TASK GOAL
Print nothing but the lines below starting at the line that holds "filename src/main.rs" and ending at the line that holds "use clap::Parser;", including both, each exactly as written.
+++ ENTRIES PROVIDED
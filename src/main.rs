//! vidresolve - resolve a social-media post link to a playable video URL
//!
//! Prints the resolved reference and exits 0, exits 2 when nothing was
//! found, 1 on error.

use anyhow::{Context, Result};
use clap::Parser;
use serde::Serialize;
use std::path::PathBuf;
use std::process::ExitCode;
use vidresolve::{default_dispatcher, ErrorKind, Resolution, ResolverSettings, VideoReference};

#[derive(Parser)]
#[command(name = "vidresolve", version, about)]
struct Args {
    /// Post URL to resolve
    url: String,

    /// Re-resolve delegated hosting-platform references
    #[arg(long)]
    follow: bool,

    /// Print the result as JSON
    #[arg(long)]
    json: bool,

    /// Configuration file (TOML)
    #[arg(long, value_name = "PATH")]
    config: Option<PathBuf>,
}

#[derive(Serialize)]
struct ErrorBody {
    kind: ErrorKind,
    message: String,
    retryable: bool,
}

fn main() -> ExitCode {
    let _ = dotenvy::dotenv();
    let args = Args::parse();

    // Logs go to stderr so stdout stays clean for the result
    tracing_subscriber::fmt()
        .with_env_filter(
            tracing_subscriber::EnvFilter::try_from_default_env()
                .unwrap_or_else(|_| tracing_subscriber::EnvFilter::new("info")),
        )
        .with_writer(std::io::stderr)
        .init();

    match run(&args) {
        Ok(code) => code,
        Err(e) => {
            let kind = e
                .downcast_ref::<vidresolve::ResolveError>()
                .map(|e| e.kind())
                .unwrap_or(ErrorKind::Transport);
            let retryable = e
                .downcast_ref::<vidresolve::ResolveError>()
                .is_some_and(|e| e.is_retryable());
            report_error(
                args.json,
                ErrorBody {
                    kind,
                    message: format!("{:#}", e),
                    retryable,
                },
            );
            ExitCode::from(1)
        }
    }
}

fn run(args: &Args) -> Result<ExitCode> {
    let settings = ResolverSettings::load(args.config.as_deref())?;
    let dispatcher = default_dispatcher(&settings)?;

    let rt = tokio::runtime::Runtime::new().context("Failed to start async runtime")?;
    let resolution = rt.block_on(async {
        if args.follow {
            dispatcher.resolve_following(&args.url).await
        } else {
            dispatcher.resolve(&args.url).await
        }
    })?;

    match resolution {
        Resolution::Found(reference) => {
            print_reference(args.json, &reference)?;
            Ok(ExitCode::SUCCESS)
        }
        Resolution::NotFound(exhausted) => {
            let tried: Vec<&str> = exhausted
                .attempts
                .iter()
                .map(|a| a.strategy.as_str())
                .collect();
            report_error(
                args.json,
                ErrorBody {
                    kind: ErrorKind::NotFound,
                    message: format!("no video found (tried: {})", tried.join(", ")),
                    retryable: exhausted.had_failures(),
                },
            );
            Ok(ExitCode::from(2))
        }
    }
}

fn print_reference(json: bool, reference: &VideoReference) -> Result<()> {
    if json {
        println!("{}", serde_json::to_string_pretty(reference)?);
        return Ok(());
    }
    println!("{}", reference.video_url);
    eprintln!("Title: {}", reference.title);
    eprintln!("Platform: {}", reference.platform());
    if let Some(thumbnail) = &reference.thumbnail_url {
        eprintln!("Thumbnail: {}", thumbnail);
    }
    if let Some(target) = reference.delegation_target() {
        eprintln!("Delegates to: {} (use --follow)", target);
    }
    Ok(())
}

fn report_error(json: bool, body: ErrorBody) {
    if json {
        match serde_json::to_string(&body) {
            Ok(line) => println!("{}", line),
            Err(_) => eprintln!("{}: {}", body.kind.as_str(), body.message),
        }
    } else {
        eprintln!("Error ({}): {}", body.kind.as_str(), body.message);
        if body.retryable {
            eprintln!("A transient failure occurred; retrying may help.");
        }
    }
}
++++++
+++ ENTRIES PROVIDED
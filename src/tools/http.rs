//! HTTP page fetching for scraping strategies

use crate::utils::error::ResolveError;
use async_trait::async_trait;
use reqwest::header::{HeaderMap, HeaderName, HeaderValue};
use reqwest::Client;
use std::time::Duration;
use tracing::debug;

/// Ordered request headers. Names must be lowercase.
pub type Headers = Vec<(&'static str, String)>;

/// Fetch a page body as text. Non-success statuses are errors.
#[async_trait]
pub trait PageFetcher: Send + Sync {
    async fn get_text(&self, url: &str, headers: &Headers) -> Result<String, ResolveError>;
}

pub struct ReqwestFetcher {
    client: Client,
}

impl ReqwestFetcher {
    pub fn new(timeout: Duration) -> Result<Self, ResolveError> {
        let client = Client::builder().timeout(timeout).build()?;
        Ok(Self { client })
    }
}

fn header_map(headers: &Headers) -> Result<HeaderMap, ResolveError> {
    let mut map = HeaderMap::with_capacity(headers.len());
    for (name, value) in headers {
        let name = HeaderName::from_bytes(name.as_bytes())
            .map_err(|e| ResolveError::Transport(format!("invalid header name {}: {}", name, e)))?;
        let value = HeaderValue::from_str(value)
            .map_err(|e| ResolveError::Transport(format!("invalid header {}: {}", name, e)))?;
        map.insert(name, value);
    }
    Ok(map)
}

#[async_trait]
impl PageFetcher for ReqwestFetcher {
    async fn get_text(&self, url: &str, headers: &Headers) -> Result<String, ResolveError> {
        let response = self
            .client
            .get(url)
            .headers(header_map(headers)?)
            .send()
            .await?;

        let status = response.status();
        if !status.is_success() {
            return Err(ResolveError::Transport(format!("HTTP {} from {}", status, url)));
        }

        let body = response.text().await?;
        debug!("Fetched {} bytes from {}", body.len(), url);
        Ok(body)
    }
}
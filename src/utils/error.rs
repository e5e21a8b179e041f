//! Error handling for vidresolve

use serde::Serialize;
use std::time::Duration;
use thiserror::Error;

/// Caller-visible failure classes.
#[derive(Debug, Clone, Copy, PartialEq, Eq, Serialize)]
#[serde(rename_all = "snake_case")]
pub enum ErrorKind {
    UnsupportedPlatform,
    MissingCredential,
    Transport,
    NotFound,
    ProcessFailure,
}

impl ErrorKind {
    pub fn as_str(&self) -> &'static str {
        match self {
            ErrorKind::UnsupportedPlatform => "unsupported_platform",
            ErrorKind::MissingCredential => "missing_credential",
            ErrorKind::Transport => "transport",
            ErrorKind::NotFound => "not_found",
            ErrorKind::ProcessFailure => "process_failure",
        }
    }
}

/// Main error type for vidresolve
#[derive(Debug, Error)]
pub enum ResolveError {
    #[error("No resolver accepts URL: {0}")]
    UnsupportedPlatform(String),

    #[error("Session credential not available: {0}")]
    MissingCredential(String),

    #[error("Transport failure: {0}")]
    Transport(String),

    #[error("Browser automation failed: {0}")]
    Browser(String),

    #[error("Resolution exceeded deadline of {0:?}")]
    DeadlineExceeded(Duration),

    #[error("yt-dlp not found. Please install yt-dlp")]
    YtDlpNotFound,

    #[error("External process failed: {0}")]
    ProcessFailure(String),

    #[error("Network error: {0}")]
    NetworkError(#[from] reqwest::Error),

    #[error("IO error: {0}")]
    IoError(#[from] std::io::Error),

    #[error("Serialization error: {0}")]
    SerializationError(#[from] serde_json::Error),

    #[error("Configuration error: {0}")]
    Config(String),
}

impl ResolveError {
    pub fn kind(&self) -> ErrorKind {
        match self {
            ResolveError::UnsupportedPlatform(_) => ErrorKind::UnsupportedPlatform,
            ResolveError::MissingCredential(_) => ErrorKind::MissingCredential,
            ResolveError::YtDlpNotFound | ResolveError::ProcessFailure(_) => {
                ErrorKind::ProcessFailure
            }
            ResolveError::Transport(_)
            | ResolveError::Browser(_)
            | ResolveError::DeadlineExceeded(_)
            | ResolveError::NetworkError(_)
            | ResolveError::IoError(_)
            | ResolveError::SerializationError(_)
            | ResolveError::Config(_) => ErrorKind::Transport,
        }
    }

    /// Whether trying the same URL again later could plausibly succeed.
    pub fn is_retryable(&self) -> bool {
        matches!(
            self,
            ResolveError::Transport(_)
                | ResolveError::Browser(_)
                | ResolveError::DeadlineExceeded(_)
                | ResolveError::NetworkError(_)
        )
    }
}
++++++
WRITTEN ANSWER
filename src/main.rs
//! vidresolve - resolve a social-media post link to a playable video URL
//!
//! Prints the resolved reference and exits 0, exits 2 when nothing was
//! found, 1 on error.

use anyhow::{Context, Result};
use clap::Parser;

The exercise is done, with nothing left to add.